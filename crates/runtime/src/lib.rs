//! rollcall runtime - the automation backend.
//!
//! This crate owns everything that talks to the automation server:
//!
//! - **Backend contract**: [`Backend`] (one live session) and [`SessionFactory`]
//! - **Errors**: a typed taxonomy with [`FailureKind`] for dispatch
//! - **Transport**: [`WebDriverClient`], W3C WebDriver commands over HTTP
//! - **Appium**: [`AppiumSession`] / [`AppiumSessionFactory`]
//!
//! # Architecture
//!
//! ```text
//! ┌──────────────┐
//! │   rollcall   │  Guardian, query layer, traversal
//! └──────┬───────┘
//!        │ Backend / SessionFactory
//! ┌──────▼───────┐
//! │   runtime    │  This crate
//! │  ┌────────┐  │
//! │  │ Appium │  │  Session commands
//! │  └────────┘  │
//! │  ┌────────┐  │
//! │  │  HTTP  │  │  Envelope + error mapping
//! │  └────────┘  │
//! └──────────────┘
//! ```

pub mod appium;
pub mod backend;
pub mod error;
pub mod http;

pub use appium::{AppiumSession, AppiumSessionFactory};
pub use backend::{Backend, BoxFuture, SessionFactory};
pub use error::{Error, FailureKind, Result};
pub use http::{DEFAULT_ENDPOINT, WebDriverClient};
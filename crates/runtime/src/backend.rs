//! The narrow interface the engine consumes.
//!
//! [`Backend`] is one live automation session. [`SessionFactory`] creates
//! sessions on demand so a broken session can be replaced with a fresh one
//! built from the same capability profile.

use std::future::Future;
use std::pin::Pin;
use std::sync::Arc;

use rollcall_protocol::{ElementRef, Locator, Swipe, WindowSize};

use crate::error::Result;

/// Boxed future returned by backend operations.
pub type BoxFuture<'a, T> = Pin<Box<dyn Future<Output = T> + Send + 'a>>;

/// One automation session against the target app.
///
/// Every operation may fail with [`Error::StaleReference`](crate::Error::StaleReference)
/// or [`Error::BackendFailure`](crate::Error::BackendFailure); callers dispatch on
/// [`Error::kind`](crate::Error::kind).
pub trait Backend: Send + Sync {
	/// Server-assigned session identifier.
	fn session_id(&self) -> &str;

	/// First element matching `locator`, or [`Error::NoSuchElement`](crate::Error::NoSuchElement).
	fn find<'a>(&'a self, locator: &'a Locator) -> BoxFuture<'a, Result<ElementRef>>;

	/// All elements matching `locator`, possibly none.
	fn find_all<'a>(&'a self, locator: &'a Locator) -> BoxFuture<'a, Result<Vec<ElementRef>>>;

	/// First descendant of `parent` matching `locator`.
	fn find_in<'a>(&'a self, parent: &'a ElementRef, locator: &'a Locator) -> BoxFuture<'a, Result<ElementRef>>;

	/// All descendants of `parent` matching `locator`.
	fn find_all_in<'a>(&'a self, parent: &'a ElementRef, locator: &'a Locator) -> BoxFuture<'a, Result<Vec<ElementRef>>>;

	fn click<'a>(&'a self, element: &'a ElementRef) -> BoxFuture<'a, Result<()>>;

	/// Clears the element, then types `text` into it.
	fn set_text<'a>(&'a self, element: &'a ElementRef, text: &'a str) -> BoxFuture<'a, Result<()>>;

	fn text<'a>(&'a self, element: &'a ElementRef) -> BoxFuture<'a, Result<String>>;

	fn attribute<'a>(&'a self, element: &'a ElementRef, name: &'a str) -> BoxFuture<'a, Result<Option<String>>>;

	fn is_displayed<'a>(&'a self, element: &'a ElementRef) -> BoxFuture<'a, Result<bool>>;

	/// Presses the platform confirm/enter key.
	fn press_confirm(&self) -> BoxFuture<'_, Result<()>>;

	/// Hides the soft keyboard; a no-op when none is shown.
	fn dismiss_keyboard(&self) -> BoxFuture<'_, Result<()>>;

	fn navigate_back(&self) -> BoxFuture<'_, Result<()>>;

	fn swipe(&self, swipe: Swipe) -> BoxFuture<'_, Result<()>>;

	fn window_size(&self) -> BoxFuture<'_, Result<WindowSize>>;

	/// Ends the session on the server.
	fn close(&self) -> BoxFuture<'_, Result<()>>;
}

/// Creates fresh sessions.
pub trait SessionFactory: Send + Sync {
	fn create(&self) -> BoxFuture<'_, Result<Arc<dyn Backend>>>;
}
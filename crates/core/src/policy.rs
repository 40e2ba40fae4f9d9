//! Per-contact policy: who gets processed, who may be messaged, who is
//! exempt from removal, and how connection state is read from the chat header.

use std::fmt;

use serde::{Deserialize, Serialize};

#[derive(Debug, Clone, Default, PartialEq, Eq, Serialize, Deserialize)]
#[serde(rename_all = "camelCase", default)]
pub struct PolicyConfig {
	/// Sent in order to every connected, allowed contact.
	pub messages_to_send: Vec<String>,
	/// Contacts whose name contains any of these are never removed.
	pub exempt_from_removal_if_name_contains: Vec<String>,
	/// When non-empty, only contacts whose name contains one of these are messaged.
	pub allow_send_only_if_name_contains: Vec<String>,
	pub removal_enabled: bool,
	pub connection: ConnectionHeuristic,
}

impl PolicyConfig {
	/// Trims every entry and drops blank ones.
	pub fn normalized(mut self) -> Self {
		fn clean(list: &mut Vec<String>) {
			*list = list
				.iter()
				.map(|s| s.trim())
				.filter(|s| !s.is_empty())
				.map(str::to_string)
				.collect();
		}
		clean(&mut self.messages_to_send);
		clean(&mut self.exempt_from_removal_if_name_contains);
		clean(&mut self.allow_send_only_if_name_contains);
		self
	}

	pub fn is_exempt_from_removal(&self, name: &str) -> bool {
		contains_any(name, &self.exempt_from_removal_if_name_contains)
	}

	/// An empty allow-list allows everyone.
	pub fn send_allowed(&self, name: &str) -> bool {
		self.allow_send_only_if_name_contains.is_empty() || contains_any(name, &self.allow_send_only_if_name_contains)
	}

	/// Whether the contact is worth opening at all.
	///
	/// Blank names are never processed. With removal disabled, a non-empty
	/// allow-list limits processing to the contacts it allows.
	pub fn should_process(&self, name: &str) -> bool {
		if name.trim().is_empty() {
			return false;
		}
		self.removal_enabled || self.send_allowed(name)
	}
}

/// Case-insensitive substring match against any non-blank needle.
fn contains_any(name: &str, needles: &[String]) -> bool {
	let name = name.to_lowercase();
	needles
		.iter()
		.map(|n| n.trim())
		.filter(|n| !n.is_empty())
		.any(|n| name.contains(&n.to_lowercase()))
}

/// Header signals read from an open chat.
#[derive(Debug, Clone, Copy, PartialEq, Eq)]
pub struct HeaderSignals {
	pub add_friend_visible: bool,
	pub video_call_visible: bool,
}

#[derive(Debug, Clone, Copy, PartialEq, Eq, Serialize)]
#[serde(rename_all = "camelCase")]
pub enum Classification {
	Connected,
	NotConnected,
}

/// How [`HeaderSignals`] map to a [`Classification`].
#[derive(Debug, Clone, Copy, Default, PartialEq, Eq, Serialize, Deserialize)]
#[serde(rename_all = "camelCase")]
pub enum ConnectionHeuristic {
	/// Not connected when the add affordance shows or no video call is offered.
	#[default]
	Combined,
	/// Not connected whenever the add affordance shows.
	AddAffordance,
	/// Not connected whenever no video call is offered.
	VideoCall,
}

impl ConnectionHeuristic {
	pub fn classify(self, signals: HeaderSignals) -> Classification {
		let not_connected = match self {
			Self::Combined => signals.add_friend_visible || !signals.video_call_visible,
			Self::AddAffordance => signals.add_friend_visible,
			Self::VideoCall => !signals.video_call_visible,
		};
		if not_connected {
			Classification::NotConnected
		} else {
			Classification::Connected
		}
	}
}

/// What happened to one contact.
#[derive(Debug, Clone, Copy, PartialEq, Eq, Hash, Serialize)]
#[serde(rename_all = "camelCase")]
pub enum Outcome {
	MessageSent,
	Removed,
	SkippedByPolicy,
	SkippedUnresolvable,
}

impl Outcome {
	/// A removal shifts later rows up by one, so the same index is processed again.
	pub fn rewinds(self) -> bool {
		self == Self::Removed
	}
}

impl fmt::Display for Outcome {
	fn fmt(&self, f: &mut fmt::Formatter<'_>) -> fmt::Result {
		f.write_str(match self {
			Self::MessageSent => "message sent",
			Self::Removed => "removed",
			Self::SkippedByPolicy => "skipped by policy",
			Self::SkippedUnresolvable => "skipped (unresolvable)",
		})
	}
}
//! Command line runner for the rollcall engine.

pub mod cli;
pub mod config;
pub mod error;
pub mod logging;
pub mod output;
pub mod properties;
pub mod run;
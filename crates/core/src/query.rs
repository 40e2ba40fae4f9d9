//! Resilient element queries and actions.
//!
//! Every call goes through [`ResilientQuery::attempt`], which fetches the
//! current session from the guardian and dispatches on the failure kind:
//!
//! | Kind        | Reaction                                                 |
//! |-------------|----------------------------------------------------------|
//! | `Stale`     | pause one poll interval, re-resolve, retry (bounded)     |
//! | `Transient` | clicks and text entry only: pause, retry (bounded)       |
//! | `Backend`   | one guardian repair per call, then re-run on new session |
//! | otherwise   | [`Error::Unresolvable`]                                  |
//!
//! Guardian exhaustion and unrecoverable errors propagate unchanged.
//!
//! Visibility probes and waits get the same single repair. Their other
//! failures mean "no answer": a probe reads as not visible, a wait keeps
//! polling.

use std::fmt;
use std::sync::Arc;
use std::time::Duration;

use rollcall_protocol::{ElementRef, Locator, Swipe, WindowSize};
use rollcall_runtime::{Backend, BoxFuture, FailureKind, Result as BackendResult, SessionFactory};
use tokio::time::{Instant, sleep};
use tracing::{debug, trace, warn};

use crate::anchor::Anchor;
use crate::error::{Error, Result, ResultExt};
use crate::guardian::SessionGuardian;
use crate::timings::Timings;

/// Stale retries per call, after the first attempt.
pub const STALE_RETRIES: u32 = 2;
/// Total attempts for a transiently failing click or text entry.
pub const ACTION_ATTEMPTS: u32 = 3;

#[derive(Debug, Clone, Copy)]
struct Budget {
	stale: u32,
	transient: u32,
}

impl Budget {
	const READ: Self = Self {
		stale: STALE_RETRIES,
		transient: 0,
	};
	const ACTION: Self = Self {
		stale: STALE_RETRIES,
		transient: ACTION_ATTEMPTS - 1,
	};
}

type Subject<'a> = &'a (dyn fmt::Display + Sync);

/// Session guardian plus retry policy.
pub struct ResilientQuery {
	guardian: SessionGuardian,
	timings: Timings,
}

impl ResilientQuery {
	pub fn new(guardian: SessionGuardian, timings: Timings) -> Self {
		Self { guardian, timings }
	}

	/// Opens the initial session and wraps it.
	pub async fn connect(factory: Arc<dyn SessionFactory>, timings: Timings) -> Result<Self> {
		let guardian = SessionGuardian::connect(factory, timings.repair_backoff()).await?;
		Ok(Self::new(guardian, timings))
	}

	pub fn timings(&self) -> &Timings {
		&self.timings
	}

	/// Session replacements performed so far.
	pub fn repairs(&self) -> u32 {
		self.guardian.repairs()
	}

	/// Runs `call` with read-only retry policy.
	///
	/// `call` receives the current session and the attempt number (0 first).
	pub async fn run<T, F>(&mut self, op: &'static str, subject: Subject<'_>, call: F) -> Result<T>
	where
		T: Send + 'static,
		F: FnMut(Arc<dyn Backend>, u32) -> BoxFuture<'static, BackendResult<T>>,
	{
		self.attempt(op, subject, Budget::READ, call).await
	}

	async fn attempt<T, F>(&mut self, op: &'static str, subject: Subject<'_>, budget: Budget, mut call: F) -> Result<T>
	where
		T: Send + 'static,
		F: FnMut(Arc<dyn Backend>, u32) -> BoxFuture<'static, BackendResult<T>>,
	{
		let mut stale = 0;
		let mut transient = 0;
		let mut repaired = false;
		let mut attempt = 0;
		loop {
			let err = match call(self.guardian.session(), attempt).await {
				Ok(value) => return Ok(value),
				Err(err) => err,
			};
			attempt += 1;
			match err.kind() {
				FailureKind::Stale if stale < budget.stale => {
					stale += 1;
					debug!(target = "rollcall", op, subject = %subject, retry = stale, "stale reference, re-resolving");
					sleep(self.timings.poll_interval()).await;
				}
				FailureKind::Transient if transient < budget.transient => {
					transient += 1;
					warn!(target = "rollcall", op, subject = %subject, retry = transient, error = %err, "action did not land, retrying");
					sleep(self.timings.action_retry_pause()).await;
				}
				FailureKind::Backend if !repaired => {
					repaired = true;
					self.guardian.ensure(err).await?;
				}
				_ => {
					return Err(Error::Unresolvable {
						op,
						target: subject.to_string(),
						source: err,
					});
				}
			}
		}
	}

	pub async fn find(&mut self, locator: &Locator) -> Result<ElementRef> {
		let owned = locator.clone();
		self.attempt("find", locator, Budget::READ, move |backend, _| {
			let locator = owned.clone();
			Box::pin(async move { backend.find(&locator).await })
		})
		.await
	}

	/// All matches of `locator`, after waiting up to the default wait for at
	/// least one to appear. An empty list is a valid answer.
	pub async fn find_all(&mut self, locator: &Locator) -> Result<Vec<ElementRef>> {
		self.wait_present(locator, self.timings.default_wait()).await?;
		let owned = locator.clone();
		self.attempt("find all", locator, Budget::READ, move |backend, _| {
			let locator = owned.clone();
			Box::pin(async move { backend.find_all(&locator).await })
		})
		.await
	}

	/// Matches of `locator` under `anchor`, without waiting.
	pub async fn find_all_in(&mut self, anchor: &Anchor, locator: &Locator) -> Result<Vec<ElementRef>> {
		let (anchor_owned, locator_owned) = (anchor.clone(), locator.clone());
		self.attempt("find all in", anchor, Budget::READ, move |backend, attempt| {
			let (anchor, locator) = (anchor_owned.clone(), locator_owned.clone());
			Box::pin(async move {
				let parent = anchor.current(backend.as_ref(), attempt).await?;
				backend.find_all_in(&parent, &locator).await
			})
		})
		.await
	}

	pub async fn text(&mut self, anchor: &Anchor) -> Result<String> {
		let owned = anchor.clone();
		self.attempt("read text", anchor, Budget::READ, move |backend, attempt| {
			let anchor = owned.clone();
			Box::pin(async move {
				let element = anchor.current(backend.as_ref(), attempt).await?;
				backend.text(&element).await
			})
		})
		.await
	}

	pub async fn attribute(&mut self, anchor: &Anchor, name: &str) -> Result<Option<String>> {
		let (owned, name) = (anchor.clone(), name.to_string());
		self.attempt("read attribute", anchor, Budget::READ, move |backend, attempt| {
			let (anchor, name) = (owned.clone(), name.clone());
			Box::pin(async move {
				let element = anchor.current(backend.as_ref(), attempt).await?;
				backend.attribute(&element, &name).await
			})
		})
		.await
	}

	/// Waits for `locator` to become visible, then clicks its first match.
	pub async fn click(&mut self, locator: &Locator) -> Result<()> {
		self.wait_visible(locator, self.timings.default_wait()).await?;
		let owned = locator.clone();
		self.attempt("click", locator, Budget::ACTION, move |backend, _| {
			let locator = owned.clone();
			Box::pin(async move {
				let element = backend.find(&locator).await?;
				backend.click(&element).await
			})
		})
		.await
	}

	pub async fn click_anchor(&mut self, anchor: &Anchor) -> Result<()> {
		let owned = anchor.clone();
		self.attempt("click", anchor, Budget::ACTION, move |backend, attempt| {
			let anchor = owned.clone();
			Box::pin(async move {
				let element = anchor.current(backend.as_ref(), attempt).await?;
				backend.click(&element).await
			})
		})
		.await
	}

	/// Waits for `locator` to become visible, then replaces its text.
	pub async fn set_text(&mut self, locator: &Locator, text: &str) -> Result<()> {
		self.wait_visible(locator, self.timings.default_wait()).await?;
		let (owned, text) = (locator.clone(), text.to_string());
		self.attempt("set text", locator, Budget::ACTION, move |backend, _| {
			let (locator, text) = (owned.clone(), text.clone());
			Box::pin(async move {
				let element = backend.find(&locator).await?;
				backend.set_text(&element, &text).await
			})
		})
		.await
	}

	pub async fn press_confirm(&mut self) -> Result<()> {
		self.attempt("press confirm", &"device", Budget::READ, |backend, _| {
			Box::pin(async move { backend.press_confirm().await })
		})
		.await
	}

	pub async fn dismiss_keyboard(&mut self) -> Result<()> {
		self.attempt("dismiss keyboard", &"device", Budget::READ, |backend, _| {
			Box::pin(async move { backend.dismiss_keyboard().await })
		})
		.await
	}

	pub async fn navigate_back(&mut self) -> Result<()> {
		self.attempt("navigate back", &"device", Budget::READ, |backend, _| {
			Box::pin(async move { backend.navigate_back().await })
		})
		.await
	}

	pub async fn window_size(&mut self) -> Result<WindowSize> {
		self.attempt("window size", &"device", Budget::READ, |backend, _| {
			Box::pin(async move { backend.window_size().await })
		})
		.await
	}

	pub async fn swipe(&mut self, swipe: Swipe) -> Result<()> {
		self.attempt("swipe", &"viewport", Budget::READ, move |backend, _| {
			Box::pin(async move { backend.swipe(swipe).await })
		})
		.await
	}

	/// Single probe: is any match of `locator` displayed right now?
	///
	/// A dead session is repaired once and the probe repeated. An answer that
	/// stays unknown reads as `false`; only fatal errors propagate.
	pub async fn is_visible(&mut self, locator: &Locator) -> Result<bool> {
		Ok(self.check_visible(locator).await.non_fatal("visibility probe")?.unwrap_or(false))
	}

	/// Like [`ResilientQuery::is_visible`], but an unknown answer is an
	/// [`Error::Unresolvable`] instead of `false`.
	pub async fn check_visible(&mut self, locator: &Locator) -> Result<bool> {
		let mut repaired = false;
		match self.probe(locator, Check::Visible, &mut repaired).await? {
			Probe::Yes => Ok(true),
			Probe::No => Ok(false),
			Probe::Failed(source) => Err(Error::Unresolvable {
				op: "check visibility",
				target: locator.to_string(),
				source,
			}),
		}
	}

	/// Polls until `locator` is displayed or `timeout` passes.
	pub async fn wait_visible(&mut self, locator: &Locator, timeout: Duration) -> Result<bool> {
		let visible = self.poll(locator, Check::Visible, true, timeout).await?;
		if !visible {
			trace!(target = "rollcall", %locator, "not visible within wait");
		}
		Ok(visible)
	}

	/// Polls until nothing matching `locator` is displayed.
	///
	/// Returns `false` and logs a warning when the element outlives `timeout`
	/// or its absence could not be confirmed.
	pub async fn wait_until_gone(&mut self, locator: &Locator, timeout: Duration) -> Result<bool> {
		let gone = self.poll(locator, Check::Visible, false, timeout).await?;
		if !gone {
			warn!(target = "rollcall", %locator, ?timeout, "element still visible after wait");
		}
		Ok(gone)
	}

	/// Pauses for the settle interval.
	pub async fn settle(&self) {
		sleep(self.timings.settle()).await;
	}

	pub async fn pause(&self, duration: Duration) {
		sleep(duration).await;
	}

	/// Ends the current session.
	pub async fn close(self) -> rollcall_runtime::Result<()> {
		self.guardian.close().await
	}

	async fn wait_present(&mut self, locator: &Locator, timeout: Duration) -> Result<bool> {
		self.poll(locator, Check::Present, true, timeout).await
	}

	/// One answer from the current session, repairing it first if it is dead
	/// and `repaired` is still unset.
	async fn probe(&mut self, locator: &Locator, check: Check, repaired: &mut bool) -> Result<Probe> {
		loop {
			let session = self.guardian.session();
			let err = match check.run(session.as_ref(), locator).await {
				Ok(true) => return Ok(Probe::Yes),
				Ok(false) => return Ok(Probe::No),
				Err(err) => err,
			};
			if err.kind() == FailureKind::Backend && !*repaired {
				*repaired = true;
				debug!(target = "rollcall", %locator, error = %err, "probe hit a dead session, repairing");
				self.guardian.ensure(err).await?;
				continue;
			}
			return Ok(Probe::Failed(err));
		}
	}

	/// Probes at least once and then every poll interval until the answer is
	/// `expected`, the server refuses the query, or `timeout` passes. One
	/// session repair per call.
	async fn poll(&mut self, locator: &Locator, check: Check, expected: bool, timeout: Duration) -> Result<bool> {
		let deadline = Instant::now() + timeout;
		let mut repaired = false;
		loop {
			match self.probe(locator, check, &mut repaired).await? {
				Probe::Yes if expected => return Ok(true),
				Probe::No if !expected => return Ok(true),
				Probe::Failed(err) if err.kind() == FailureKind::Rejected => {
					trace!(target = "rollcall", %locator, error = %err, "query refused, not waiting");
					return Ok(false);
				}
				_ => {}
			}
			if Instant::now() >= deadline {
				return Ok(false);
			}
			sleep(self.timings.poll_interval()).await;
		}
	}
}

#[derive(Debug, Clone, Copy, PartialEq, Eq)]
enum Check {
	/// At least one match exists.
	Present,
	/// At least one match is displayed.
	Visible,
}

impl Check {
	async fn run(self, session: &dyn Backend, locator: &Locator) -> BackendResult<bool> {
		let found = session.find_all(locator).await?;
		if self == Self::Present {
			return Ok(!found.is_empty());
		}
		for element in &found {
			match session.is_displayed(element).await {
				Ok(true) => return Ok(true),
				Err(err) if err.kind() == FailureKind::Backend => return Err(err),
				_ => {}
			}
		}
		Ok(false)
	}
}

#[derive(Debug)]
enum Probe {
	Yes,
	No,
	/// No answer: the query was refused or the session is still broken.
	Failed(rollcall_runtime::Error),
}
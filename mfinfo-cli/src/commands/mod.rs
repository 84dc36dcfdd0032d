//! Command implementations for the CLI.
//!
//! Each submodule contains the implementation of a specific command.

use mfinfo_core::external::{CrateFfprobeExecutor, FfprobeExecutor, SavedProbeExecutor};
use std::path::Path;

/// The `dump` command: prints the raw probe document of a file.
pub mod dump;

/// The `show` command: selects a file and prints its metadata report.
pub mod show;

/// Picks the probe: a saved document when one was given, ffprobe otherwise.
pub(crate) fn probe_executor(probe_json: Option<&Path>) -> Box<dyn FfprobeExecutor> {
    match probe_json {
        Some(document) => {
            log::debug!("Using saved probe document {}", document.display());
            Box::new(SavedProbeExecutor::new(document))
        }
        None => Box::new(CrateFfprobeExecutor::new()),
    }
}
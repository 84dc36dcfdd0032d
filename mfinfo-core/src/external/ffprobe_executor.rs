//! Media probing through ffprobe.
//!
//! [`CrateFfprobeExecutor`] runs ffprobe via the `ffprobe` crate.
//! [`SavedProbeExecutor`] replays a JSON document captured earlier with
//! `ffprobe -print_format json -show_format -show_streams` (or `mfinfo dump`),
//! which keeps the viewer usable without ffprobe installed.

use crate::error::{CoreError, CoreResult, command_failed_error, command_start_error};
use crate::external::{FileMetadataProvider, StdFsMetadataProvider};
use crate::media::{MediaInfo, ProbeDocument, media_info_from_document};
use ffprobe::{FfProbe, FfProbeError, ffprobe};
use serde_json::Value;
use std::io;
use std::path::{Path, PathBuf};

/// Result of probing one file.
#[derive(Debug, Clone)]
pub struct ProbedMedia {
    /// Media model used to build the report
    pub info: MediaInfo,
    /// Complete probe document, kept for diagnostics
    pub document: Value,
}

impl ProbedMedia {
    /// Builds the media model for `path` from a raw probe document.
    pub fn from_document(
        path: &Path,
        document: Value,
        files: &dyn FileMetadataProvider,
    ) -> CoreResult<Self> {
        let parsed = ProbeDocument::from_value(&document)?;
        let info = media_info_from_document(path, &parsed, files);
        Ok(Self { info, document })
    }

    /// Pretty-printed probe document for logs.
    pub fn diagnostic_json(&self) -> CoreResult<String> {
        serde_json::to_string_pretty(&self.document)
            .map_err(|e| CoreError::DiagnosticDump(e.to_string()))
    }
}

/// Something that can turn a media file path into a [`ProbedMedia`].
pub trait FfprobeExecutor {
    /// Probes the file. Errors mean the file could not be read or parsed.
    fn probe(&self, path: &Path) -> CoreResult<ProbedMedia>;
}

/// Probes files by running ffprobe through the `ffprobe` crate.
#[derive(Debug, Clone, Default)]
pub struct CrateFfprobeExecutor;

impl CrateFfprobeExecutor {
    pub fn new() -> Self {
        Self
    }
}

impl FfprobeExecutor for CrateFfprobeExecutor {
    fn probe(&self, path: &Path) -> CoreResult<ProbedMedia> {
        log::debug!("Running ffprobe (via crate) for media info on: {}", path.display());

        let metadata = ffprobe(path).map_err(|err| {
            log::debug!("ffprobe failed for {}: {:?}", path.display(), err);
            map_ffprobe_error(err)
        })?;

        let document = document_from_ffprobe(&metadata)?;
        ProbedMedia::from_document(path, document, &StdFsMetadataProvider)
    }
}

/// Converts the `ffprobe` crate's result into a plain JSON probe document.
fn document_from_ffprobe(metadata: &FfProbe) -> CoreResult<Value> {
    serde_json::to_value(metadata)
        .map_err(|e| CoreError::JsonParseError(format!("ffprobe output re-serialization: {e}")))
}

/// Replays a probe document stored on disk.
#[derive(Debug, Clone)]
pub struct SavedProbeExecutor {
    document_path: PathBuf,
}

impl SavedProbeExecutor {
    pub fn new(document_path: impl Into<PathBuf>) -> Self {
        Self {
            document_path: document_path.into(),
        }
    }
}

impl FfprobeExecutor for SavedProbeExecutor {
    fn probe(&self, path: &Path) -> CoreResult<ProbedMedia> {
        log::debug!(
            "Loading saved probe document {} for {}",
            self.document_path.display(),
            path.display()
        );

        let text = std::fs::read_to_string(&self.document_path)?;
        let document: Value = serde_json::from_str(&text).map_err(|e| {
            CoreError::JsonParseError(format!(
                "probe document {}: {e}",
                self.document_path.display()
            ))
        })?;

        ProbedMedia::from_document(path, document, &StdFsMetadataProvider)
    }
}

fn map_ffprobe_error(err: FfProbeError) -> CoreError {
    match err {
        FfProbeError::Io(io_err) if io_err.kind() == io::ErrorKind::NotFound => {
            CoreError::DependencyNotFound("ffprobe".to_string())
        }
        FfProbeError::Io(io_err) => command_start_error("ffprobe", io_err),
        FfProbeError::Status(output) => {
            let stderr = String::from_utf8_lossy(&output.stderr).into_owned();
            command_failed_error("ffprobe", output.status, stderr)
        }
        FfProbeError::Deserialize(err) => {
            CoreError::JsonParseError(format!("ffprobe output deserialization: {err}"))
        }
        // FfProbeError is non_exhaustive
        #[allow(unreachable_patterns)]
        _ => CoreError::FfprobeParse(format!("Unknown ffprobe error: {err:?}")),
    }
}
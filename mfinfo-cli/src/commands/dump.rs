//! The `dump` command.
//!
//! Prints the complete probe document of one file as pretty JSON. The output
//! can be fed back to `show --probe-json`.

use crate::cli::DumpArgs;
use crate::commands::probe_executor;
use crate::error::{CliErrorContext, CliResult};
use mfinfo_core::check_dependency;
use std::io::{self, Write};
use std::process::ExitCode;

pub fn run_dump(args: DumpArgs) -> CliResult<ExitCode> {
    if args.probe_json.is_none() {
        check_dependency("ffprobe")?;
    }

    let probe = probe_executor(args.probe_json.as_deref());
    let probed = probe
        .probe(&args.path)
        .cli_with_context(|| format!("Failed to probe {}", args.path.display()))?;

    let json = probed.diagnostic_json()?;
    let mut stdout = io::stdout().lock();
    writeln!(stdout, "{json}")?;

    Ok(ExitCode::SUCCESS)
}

___

What you need to do |
Once you have found every line in the listing that holds the string "these", copy each of them.

Your solution |
	/// Contacts whose name contains any of these are never removed.
	/// When non-empty, only contacts whose name contains one of these are messaged.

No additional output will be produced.